# Caulk in Bathroom Turning Yellow?



## Bud Cline (Mar 12, 2006)

mi26 said:


> I recaulked my plastic tub in my bathroom last year with GE caulk. Its holding up well, but shows yellow to it. Why? Is there a good cleaner to help with this?
> 
> Thanks


Cleaners might be the cause. May have to remove it and start over with a different brand.


----------



## jeffnc (Apr 1, 2011)

The brand of caulk you used is not as important as the type and quality. Caulk is relatively inexpensive, so it's smart to buy $5 caulk instead of $2.50.
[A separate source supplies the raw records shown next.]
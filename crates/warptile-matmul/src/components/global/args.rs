use warptile_core::Numeric;

/// User-supplied value transform applied in flight during data movement or at
/// accumulator flush. Opaque to the engine and side-effect free.
pub trait ElementwiseOp<E: Numeric>: Send + Sync {
    /// Whether `apply` is the identity. Split-K launches fold partial sums
    /// into the output, which is only sound for identity output transforms;
    /// setup validation relies on this flag.
    const IS_IDENTITY: bool = false;

    fn apply(&self, value: E) -> E;
}

/// Forwards values unchanged.
#[derive(Copy, Clone, Debug, Default)]
pub struct PassThrough;

impl<E: Numeric> ElementwiseOp<E> for PassThrough {
    const IS_IDENTITY: bool = true;

    fn apply(&self, value: E) -> E {
        value
    }
}

/// Multiplies every value by a constant factor.
#[derive(Copy, Clone, Debug)]
pub struct Scale {
    pub factor: f32,
}

impl<E: Numeric> ElementwiseOp<E> for Scale {
    fn apply(&self, value: E) -> E {
        E::from_f32(value.to_f32() * self.factor)
    }
}
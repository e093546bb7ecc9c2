//! # Example: graceful
//!
//! A ticking worker that shuts down cleanly on Ctrl-C.
//!
//! Demonstrates how to:
//! - Run a main routine under [`Supervisor`] with a signal-aware [`Context`].
//! - Register a cleanup step that runs on every exit path.
//! - Return the context's cause to get exit code `0`, or disable the
//!   clean-shutdown policy to get `128 + N`.
//!
//! ## Flow
//! ```text
//! Supervisor::execute(worker)
//!     ├─► notify(background, [SIGINT, SIGTERM])
//!     ├─► worker(ctx) ticks until ctx is cancelled
//!     │     └─► Ctrl-C ─► Cause::Signal(SIGINT)
//!     ├─► cleanup "flush-metrics"
//!     └─► exit code
//!          ├─ default:               0   (worker returned the cause)
//!          └─ APPVISOR_DEMO_STRICT:  130 (cause classified like any error, logged)
//! ```
//!
//! ## Run
//! ```bash
//! cargo run --example graceful
//! APPVISOR_DEMO_STRICT=1 cargo run --example graceful; echo $?
//! ```

use std::time::Duration;

use anyhow::Context as _;
use appvisor::{CleanupFn, Config, Context, Signal, Supervisor};
use tracing_subscriber::EnvFilter;

async fn worker(ctx: Context) -> anyhow::Result<()> {
    let mut tick = 0u64;
    loop {
        tokio::select! {
            _ = ctx.cancelled() => {
                let cause = ctx.cause().context("cancelled context without a cause")?;
                tracing::info!(%cause, "worker stopping");
                return Err(cause).context(format!("worker interrupted after {tick} ticks"));
            }
            _ = tokio::time::sleep(Duration::from_millis(500)) => {
                tick += 1;
                tracing::info!(tick, "working");
            }
        }
    }
}

#[tokio::main(flavor = "current_thread")]
async fn main() {
    tracing_subscriber::fmt()
        .with_env_filter(EnvFilter::try_from_default_env().unwrap_or_else(|_| "info".into()))
        .init();

    let mut cfg = Config::default();
    cfg.signals.push(Signal::TERMINATE);
    cfg.clean_shutdown_on_cause = std::env::var_os("APPVISOR_DEMO_STRICT").is_none();

    let sup = Supervisor::builder(cfg)
        .with_cleanup(CleanupFn::arc("flush-metrics", || async {
            tracing::info!("metrics flushed");
        }))
        .build();

    sup.execute(worker).await;
}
Try bleech, otherwise rip outand redo. With a good tape job and perhaps a little caulk tool, anyone can put in a good bead of caulk.


----------



## PoleCat (Sep 2, 2009)

Bleach will attack most polymers. This causes discoloration. Use phosphoric acid instead of bleach.


----------



## roobot (Nov 16, 2014)

I have had the same problem in my bath and I believe the yellowing was coming from the surface that the caulk was applied to. For instance the wall where the gap is that you are filling. I cleaned all of the caulk from the gap and primed with a good quality primer letting it dry and recaulked. Almost three years later and my caulk is still white.


----------



## jeffnc (Apr 1, 2011)

Sounds plausible.


----------



## mi26 (Apr 23, 2013)

Bump. Anyone else?


----------



## AlphaWolf (Nov 23, 2014)

Is the product u used silicone based.


----------



## mi26 (Apr 23, 2013)

Yes its silicone based. Anyone?


----------